Dr. Ellis stressed that there are significant challenges to developing and initiating clinical pathways. “It seems like a pretty straightforward process, but it isn’t. For instance, there is a lack of head-to-head data for many of the regimens, and assigning worth to very expensive new drugs that have marginally improved outcomes becomes a difficult task. Also, the need to drive standardization via consensus where there are no clear data can be a challenge create an obstacle to the pathways,” said Dr. Ellis.
Getting Doctors on Board
According to Dr. Ellis, the benefits of clinical pathways outweigh the challenges of implementation. “The best way to get practices on board with pathways is to be honest and emphasize their proven value in reducing medical errors, improving patient outcomes, driving practice efficiencies, and measuring success,” said Dr. Ellis. He added that it’s important to mention the emergence of accountable care organizations and medical homes as key drivers of patient referrals. “And of course, make sure they know it’s okay to go ‘off pathway,’” said Dr. Ellis.

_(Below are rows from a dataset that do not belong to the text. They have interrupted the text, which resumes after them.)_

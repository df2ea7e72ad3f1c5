//! Scripted in-process doubles for services and the client runtime.
//!
//! [`StubService`] plays back scripted replies. Triad operations expose the
//! full `begin_X` / `X` / `end_X` name set and complete their hooks from a
//! separate thread, the way a real connector's reply thread would. Plain
//! operations answer inline. Every call is recorded and can be inspected
//! afterwards.
//!
//! [`StubRuntime`] and [`StubCallbackAdapter`] satisfy the runtime traits
//! with the same record-and-inspect approach.
//!
//! # Example
//!
//! ```ignore
//! use trestle::testkit::{ScriptStep, StubService};
//!
//! let svc = Arc::new(
//!     StubService::new("::demo::Echo")
//!         .triad("echo", ScriptStep::value(json!("pong")))
//!         .operation("status", ScriptStep::value(json!("ok"))),
//! );
//! let handle = adapt(svc.clone(), &bridge);
//! assert_eq!(svc.call_count("begin_echo"), 0);
//! ```

use std::collections::{HashMap, VecDeque};
use std::sync::atomic::{AtomicBool, AtomicUsize, Ordering};
use std::sync::{Arc, Mutex, MutexGuard, PoisonError};
use std::thread;
use std::time::Duration;

use serde_json::{json, Value};
use uuid::Uuid;

use crate::adapter::{BEGIN_PREFIX, END_PREFIX};
use crate::bridge::ReplyHooks;
use crate::error::{RemoteError, TrestleError};
use crate::runtime::{CallbackAdapter, CallbackIdentity, ClientRuntime, ImplicitContext};
use crate::service::{
    CallPayload, OperationMetadata, Reply, SendReceipt, ServiceObject, ServiceRef,
};

fn lock<T>(mutex: &Mutex<T>) -> MutexGuard<'_, T> {
    mutex.lock().unwrap_or_else(PoisonError::into_inner)
}

/// One scripted reply.
#[derive(Debug, Clone)]
pub enum ScriptStep {
    /// Complete the call with the given reply.
    Succeed(Reply),
    /// Fail the call with the given remote error.
    Fail(RemoteError),
}

impl ScriptStep {
    /// Succeed with a plain data value.
    pub fn value(value: Value) -> Self {
        Self::Succeed(Reply::Value(value))
    }

    /// Succeed without a value.
    pub fn void() -> Self {
        Self::Succeed(Reply::Void)
    }

    /// Succeed with a proxy to another service object.
    pub fn proxy(service: ServiceRef) -> Self {
        Self::Succeed(Reply::Proxy(service))
    }

    /// Succeed with an explicit reply.
    pub fn succeed(reply: Reply) -> Self {
        Self::Succeed(reply)
    }

    /// Fail with a remote error.
    pub fn fail(error: RemoteError) -> Self {
        Self::Fail(error)
    }
}

/// Playback state for one operation: steps run in order, the final step
/// repeats forever.
#[derive(Debug, Clone)]
struct Script {
    steps: VecDeque<ScriptStep>,
    delay: Option<Duration>,
}

impl Script {
    fn single(step: ScriptStep) -> Self {
        Self {
            steps: VecDeque::from(vec![step]),
            delay: None,
        }
    }

    fn sequence(steps: Vec<ScriptStep>) -> Self {
        Self {
            steps: steps.into(),
            delay: None,
        }
    }

    fn delayed(step: ScriptStep, delay: Duration) -> Self {
        Self {
            steps: VecDeque::from(vec![step]),
            delay: Some(delay),
        }
    }

    fn next_step(&mut self) -> Option<ScriptStep> {
        if self.steps.len() > 1 {
            self.steps.pop_front()
        } else {
            self.steps.front().cloned()
        }
    }
}

/// A scripted service object.
///
/// Built fluently, then shared as a [`ServiceRef`]. Triad completions fire
/// from a spawned thread so tests exercise the real cross-thread resolution
/// path.
#[derive(Debug)]
pub struct StubService {
    interface_id: String,
    identity: Option<String>,
    triads: Mutex<HashMap<String, Script>>,
    plains: Mutex<HashMap<String, Script>>,
    metadata: HashMap<String, OperationMetadata>,
    calls: Mutex<Vec<(String, CallPayload)>>,
}

impl StubService {
    /// Create a service with the given interface id and no operations.
    pub fn new(interface_id: &str) -> Self {
        Self {
            interface_id: interface_id.to_string(),
            identity: None,
            triads: Mutex::new(HashMap::new()),
            plains: Mutex::new(HashMap::new()),
            metadata: HashMap::new(),
            calls: Mutex::new(Vec::new()),
        }
    }

    /// Give the service a proxy identity.
    pub fn with_identity(mut self, identity: &str) -> Self {
        self.identity = Some(identity.to_string());
        self
    }

    /// Add a triad operation that always answers with `step`.
    pub fn triad(self, operation: &str, step: ScriptStep) -> Self {
        lock(&self.triads).insert(operation.to_string(), Script::single(step));
        self
    }

    /// Add a triad operation that answers with each step in turn, then
    /// repeats the last one.
    pub fn triad_sequence(self, operation: &str, steps: Vec<ScriptStep>) -> Self {
        lock(&self.triads).insert(operation.to_string(), Script::sequence(steps));
        self
    }

    /// Add a triad operation whose completion arrives after `delay`.
    pub fn triad_delayed(self, operation: &str, delay: Duration, step: ScriptStep) -> Self {
        lock(&self.triads).insert(operation.to_string(), Script::delayed(step, delay));
        self
    }

    /// Add a plain operation that answers inline with `step`.
    pub fn operation(self, name: &str, step: ScriptStep) -> Self {
        lock(&self.plains).insert(name.to_string(), Script::single(step));
        self
    }

    /// Attach documentation and a signature to an operation name.
    pub fn describe(mut self, operation: &str, doc: &str, signature: &str) -> Self {
        self.metadata.insert(
            operation.to_string(),
            OperationMetadata {
                doc: Some(doc.to_string()),
                signature: Some(signature.to_string()),
            },
        );
        self
    }

    /// Every recorded call, in order.
    pub fn calls(&self) -> Vec<(String, CallPayload)> {
        lock(&self.calls).clone()
    }

    /// How many times `operation` was invoked (full name, `begin_` included).
    pub fn call_count(&self, operation: &str) -> usize {
        lock(&self.calls)
            .iter()
            .filter(|(name, _)| name == operation)
            .count()
    }

    /// The most recent payload sent to `operation`.
    pub fn last_payload(&self, operation: &str) -> Option<CallPayload> {
        lock(&self.calls)
            .iter()
            .rev()
            .find(|(name, _)| name == operation)
            .map(|(_, payload)| payload.clone())
    }
}
//! # trestle
//!
//! Async adapters for callback-style RPC services.
//!
//! Connector stacks expose asynchronous operations as `begin_X` / `X` /
//! `end_X` triads completed through callback pairs. This crate folds each
//! triad into a single awaitable operation, leaves everything else as a
//! plain call, and drives session establishment over the adapted surface.
//!
//! ## Architecture
//!
//! - **Bridge** (completion routing): callbacks fired from foreign threads
//!   are resolved onto a dedicated routing task, exactly once per call
//! - **Adapters** (operation surface): triad partitioning, factory-aware
//!   session handles that pre-adapt the services they hand out
//! - **Client** (lifecycle): credential resolution, bounded-retry session
//!   establishment, callback endpoint management
//!
//! ## Example
//!
//! ```ignore
//! use trestle::{CallPayload, Client, ClientConfig};
//!
//! #[tokio::main]
//! async fn main() {
//!     // runtime: Arc<dyn ClientRuntime> over your connector stack
//!     let client = Client::new(runtime, ClientConfig::default());
//!     let session = client
//!         .create_session(Some("public"), Some("public"))
//!         .await
//!         .unwrap();
//!
//!     let query = session
//!         .invoke("getQueryService", CallPayload::new())
//!         .await
//!         .unwrap()
//!         .into_adapted()
//!         .unwrap();
//! }
//! ```

pub mod adapter;
pub mod bridge;
pub mod error;
pub mod runtime;
pub mod service;
pub mod testkit;

mod client;

pub use client::{
    Client, ClientConfig, SessionHandle, CONTEXT_AGENT, CONTEXT_ORIGIN, CONTEXT_SESSION,
    DEFAULT_AGENT, MAX_ACQUIRE_ATTEMPTS, PROPERTY_PASSWORD, PROPERTY_USERNAME, SESSION_FACTORY_ID,
};
pub use error::{RemoteError, Result, TrestleError};
pub use service::{CallPayload, Reply, ServiceObject, ServiceRef};
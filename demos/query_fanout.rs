//! Query fan-out - serial vs concurrent calls through one session.
//!
//! This example demonstrates:
//! - Establishing a session against a scripted in-process cluster
//! - Obtaining a pre-adapted service from a factory accessor
//! - Running the same lookup serially, then as a concurrent fan-out
//!
//! # Running
//!
//! ```sh
//! RUST_LOG=debug cargo run --example query_fanout
//! ```

use std::sync::Arc;
use std::time::{Duration, Instant};

use serde_json::json;
use tokio::task::JoinSet;

use trestle::testkit::{ScriptStep, StubRuntime, StubService};
use trestle::{CallPayload, Client, ClientConfig, SESSION_FACTORY_ID};

#[tokio::main]
async fn main() -> Result<(), Box<dyn std::error::Error>> {
    tracing_subscriber::fmt()
        .with_env_filter(
            tracing_subscriber::EnvFilter::try_from_default_env()
                .unwrap_or_else(|_| "info".into()),
        )
        .init();

    // Scripted cluster: a router, the session factory it hands out and a
    // query service with a 50ms round trip.
    let query = Arc::new(StubService::new("::demo::Query").triad_delayed(
        "findAllByQuery",
        Duration::from_millis(50),
        ScriptStep::value(json!([{ "id": 1, "name": "dv-3" }])),
    ));
    let factory = Arc::new(
        StubService::new(SESSION_FACTORY_ID)
            .with_identity("sess-demo")
            .triad("getQueryService", ScriptStep::proxy(query))
            .triad("setCallback", ScriptStep::void()),
    );
    let router = Arc::new(
        StubService::new("::demo::Router")
            .operation("getCategoryForClient", ScriptStep::value(json!("_client")))
            .triad("createSession", ScriptStep::proxy(factory)),
    );
    let runtime = Arc::new(StubRuntime::new(router));

    // Establish the session and pull an adapted query service out of it
    let client = Client::new(runtime, ClientConfig::default());
    let session = client.create_session(Some("public"), Some("public")).await?;
    println!("session id: {:?}", session.session_id());

    let handle = session
        .invoke("getQueryService", CallPayload::new())
        .await?
        .into_adapted()
        .ok_or("factory did not return a service")?;

    let filters = [
        "name like 'dv%'",
        "owner = 52",
        "created > '2026-01-01'",
        "tag = 'stitched'",
        "plate = 'P-009'",
    ];

    // Serial: one call at a time
    let started = Instant::now();
    for filter in &filters {
        handle
            .invoke("findAllByQuery", CallPayload::positional(vec![json!(filter)]))
            .await?;
    }
    println!("serial:     {:?}", started.elapsed());

    // Concurrent: all five at once through clones of the same handle
    let started = Instant::now();
    let mut calls = JoinSet::new();
    for filter in filters {
        let handle = handle.clone();
        calls.spawn(async move {
            handle
                .invoke("findAllByQuery", CallPayload::positional(vec![json!(filter)]))
                .await
        });
    }
    while let Some(joined) = calls.join_next().await {
        joined??;
    }
    println!("concurrent: {:?}", started.elapsed());

    client.close_session().await?;
    Ok(())
}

“Finally,” he emphasized, “you need to make this tool easy to use! You cannot expect doctors to adopt a system that is burdensome on their already overtaxed practice. Imbed the pathways in a convenient point-of-care decision support tool that helps physicians select treatments. Hopefully, practices will be able to integrate the pathways into their current flow, either as a stand-alone tool or with their electronic medical records,” said Dr. Ellis.
“Challenges aside, we are in a changing practice environment, and effective pathway programs drive standardization across multiple sites for numerous physicians, increasing adherence to increasingly complex evidence-based medicine. Properly implemented, pathways improve practice efficiency and conserve health-care resources, which is a vital component for today’s oncology practices,” concluded Dr. Ellis. ■
Disclosure: Dr. Ellis is Chief Medical Officer for Via Oncology and owns stock in D3 Oncology Solutions.